In a new book titled "How Life Works: A User’s Guide to the New Biology," British science writer and author Phillip Ball writes that the modern conception of genes as hard-and-fast cogs in the machine of life doesn't at all jive with what geneticists have learned in the intervening years: that life is a messy mystery, and the genetics encoding it are its enigmatic and chaotic instruments.
In a review of the book published by the journal Nature, where Ball happens to be a longtime editor, decorated British biologist Denis Noble quoted his fellow science writer as saying that the concept of life as a machine is a "lazy metaphor."
Instead, as both writers assert, there's a lot of "fuzziness and imprecision" in the way genes work. Scientists now believe, for instance, that up to 70 percent of protein domains, or the strings of amino acids on the ladder steps of DNA, could be disordered, omeaning they act in diverse and surprising ways that often stump even expert scientists.
That disordering makes proteins "versatile communicators," Ball insists — but also makes them complicated to pin down in the black-and-white thinking of genetics as a "blueprint" for life.

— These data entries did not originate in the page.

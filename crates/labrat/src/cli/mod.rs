//! CLI module for labrat.
//!
//! Each subcommand lives in its own module with an Args struct and a
//! `run` entry point. Shared table and JSON output helpers are in
//! [`output`].

pub mod output;

pub mod archive;
pub mod calc;
pub mod config;
pub mod organize;
pub mod project;
pub mod seq;
//! PCR planning: master mix volumes and primer melting temperatures.
//!
//! Volumes are in microliters throughout. Component tables follow the
//! usual 25 µL Taq / high-fidelity reaction setups; water tops every
//! reaction up to the requested volume.

use std::fmt;
use thiserror::Error;

/// Error type for PCR calculations
#[derive(Error, Debug, PartialEq)]
pub enum PcrError {
    #[error("reaction count must be at least 1")]
    NoReactions,

    #[error("{0} must be a positive, finite number")]
    NonPositive(&'static str),

    #[error("extra volume percentage must be finite and non-negative, got {0}")]
    BadExtraPercent(f64),

    #[error("component volumes ({components:.2} uL) exceed the reaction volume ({volume} uL)")]
    ComponentsExceedVolume { components: f64, volume: f64 },

    #[error("primer sequence is empty")]
    EmptySequence,

    #[error("invalid nucleotide '{0}' in primer sequence")]
    InvalidNucleotide(char),
}

/// Result type alias
pub type Result<T> = std::result::Result<T, PcrError>;

/// Polymerase choice, selecting the component table
#[derive(Debug, Clone, Copy, PartialEq, Eq)]
pub enum Polymerase {
    Taq,
    HighFidelity,
}

impl Polymerase {
    pub fn label(&self) -> &'static str {
        match self {
            Polymerase::Taq => "taq",
            Polymerase::HighFidelity => "high-fidelity",
        }
    }
}

/// One master mix component with per-reaction and batch volumes
#[derive(Debug, Clone, PartialEq)]
pub struct MixComponent {
    pub name: &'static str,
    /// Volume per single reaction, in uL
    pub per_reaction: f64,
    /// Volume for the whole batch including the extra margin, in uL
    pub total: f64,
    /// Final concentration in the reaction, for display
    pub final_conc: &'static str,
}

/// A fully computed PCR master mix
#[derive(Debug, Clone, PartialEq)]
pub struct MasterMix {
    pub reactions: u32,
    pub volume_per_reaction: f64,
    pub extra_percent: f64,
    pub polymerase: Polymerase,
    pub components: Vec<MixComponent>,
    pub total_volume: f64,
}

impl fmt::Display for MasterMix {
    fn fmt(&self, f: &mut fmt::Formatter<'_>) -> fmt::Result {
        writeln!(
            f,
            "PCR master mix ({} reactions + {}% extra, {})",
            self.reactions,
            self.extra_percent,
            self.polymerase.label()
        )?;
        writeln!(f, "volume per reaction: {} uL", self.volume_per_reaction)?;
        writeln!(f, "total volume: {:.2} uL", self.total_volume)?;
        for c in &self.components {
            writeln!(
                f,
                "{:<24} {:>8.2} uL  (per rxn: {:.2} uL, {})",
                c.name, c.total, c.per_reaction, c.final_conc
            )?;
        }
        Ok(())
    }
}

/// Compute a master mix for `reactions` reactions of `volume` uL each.
///
/// `extra_percent` adds pipetting margin to every component. Water is
/// added last to bring each reaction up to `volume`; the call fails if
/// the fixed components alone already exceed it.
pub fn master_mix(
    reactions: u32,
    volume: f64,
    extra_percent: f64,
    polymerase: Polymerase,
    include_template: bool,
) -> Result<MasterMix> {
    if reactions == 0 {
        return Err(PcrError::NoReactions);
    }
    if !volume.is_finite() || volume <= 0.0 {
        return Err(PcrError::NonPositive("reaction volume"));
    }
    if !extra_percent.is_finite() || extra_percent < 0.0 {
        return Err(PcrError::BadExtraPercent(extra_percent));
    }

    // Per-reaction volumes: (name, uL, final concentration)
    let mut parts: Vec<(&'static str, f64, &'static str)> = match polymerase {
        Polymerase::Taq => vec![
            ("10X Buffer", volume * 0.1, "1X"),
            ("dNTPs (10 mM each)", volume * 0.02, "200 uM"),
            ("Forward primer (10 uM)", volume * 0.02, "0.2 uM"),
            ("Reverse primer (10 uM)", volume * 0.02, "0.2 uM"),
            ("Taq polymerase (5 U/uL)", 0.25, "1.25 U"),
            ("MgCl2 (25 mM)", volume * 0.06, "1.5 mM"),
        ],
        Polymerase::HighFidelity => vec![
            ("5X HF Buffer", volume * 0.2, "1X"),
            ("dNTPs (10 mM each)", volume * 0.02, "200 uM"),
            ("Forward primer (10 uM)", volume * 0.02, "0.2 uM"),
            ("Reverse primer (10 uM)", volume * 0.02, "0.2 uM"),
            ("HF polymerase (2 U/uL)", 0.5, "1 U"),
        ],
    };
    if include_template {
        parts.push(("Template DNA", 1.0, "variable"));
    }

    let used: f64 = parts.iter().map(|(_, v, _)| v).sum();
    let water = volume - used;
    if water < 0.0 {
        return Err(PcrError::ComponentsExceedVolume {
            components: used,
            volume,
        });
    }
    parts.push(("Water", water, "-"));

    let batch = f64::from(reactions) * (1.0 + extra_percent / 100.0);
    let components = parts
        .into_iter()
        .map(|(name, per_reaction, final_conc)| MixComponent {
            name,
            per_reaction,
            total: per_reaction * batch,
            final_conc,
        })
        .collect();

    Ok(MasterMix {
        reactions,
        volume_per_reaction: volume,
        extra_percent,
        polymerase,
        components,
        total_volume: volume * batch,
    })
}

/// Melting-temperature estimation method
#[derive(Debug, Clone, Copy, PartialEq, Eq)]
pub enum TmMethod {
    /// 2(A+T) + 4(G+C); best for primers under 14 bp
    Wallace,
    /// 64.9 + 41*(GC fraction - 0.41)*100/length
    GcContent,
    /// 81.5 + 16.6*GC fraction - 675/length; better for 18-30 bp
    NearestNeighbor,
}

/// Estimate the melting temperature of a primer, in degrees Celsius.
///
/// Whitespace in the sequence is ignored; the result is rounded to one
/// decimal place.
pub fn melting_temperature(sequence: &str, method: TmMethod) -> Result<f64> {
    let mut at = 0u32;
    let mut gc = 0u32;
    for ch in sequence.chars() {
        if ch.is_whitespace() {
            continue;
        }
        match ch.to_ascii_uppercase() {
            'A' | 'T' => at += 1,
            'G' | 'C' => gc += 1,
            other => return Err(PcrError::InvalidNucleotide(other)),
        }
    }
    let length = f64::from(at + gc);
    if length == 0.0 {
        return Err(PcrError::EmptySequence);
    }

    let tm = match method {
        TmMethod::Wallace => f64::from(2 * at + 4 * gc),
        TmMethod::GcContent => {
            let gc_fraction = f64::from(gc) / length;
            64.9 + 41.0 * (gc_fraction - 0.41) * 100.0 / length
        }
        TmMethod::NearestNeighbor => {
            let gc_fraction = f64::from(gc) / length;
            81.5 + 16.6 * gc_fraction - 675.0 / length
        }
    };
    Ok((tm * 10.0).round() / 10.0)
}

#[cfg(test)]
mod tests {
    use super::*;

    #[test]
    fn test_taq_mix_water_tops_up_reaction() {
        let mix = master_mix(10, 25.0, 10.0, Polymerase::Taq, false).unwrap();
        let per_reaction: f64 = mix.components.iter().map(|c| c.per_reaction).sum();
        assert!((per_reaction - 25.0).abs() < 1e-9);
        // 10X buffer is a tenth of the reaction
        let buffer = mix.components.iter().find(|c| c.name == "10X Buffer").unwrap();
        assert!((buffer.per_reaction - 2.5).abs() < 1e-9);
        // batch of 11 reaction-equivalents
        assert!((mix.total_volume - 275.0).abs() < 1e-9);
        assert!((buffer.total - 27.5).abs() < 1e-9);
    }

    #[test]
    fn test_high_fidelity_mix_has_no_mgcl2() {
        let mix = master_mix(4, 50.0, 0.0, Polymerase::HighFidelity, true).unwrap();
        assert!(mix.components.iter().all(|c| !c.name.contains("MgCl2")));
        assert!(mix.components.iter().any(|c| c.name == "Template DNA"));
        let per_reaction: f64 = mix.components.iter().map(|c| c.per_reaction).sum();
        assert!((per_reaction - 50.0).abs() < 1e-9);
    }

    #[test]
    fn test_tiny_reaction_volume_rejected() {
        // fixed 0.25 uL of Taq cannot fit in 1 uL once buffer etc. scale down
        let err = master_mix(1, 1.0, 0.0, Polymerase::Taq, true).unwrap_err();
        assert!(matches!(err, PcrError::ComponentsExceedVolume { .. }));
    }

    #[test]
    fn test_mix_input_validation() {
        assert_eq!(
            master_mix(0, 25.0, 10.0, Polymerase::Taq, false),
            Err(PcrError::NoReactions)
        );
        assert!(master_mix(1, -5.0, 10.0, Polymerase::Taq, false).is_err());
        assert!(master_mix(1, 25.0, -1.0, Polymerase::Taq, false).is_err());
    }

    #[test]
    fn test_wallace_rule() {
        // 4 AT + 4 GC: 2*4 + 4*4 = 24
        let tm = melting_temperature("ATATGCGC", TmMethod::Wallace).unwrap();
        assert!((tm - 24.0).abs() < 1e-9);
    }

    #[test]
    fn test_nearest_neighbor_rounding() {
        // 20-mer, half GC: 81.5 + 8.3 - 33.75 = 56.05 -> 56.1 or 56.0 by ties
        let tm = melting_temperature("ATGCATGCATGCATGCATGC", TmMethod::NearestNeighbor).unwrap();
        assert!((tm * 10.0 - (tm * 10.0).round()).abs() < 1e-9);
        assert!(tm > 50.0 && tm < 60.0);
    }

    #[test]
    fn test_tm_accepts_lowercase_and_spaces() {
        let upper = melting_temperature("ATGC", TmMethod::Wallace).unwrap();
        let spaced = melting_temperature("at gc", TmMethod::Wallace).unwrap();
        assert_eq!(upper, spaced);
    }

    #[test]
    fn test_tm_rejects_bad_input() {
        assert_eq!(
            melting_temperature("", TmMethod::Wallace),
            Err(PcrError::EmptySequence)
        );
        assert_eq!(
            melting_temperature("ATGN", TmMethod::Wallace),
            Err(PcrError::InvalidNucleotide('N'))
        );
    }

    #[test]
    fn test_mix_display_lists_water() {
        let mix = master_mix(2, 25.0, 10.0, Polymerase::Taq, false).unwrap();
        let text = format!("{}", mix);
        assert!(text.contains("Water"));
        assert!(text.contains("2 reactions"));
    }
}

In one telling example, Noble noted that there are nearly 300 genes indicating a risk for schizophrenia, which throws water in the face of a simplistic conception of genetic risk for mental illness. Enter the old nature versus nurture argument, but with a twist: everything from maternal diet to whether a given person lives in an area with significant pollution as environmental risk factors for the disorder, and you start to see that gene expression has no hard and fast switch.
Perceptions of biology don't need to be radically shifted, both Ball and Noble contend. Rather, scientists need to help the public understand that genes are not simply one thing or another, but ever-changing parts of what makes life so fascinating.
Ultimately, as Noble quotes Ball, "we are at the beginning of a profound rethinking of how life works."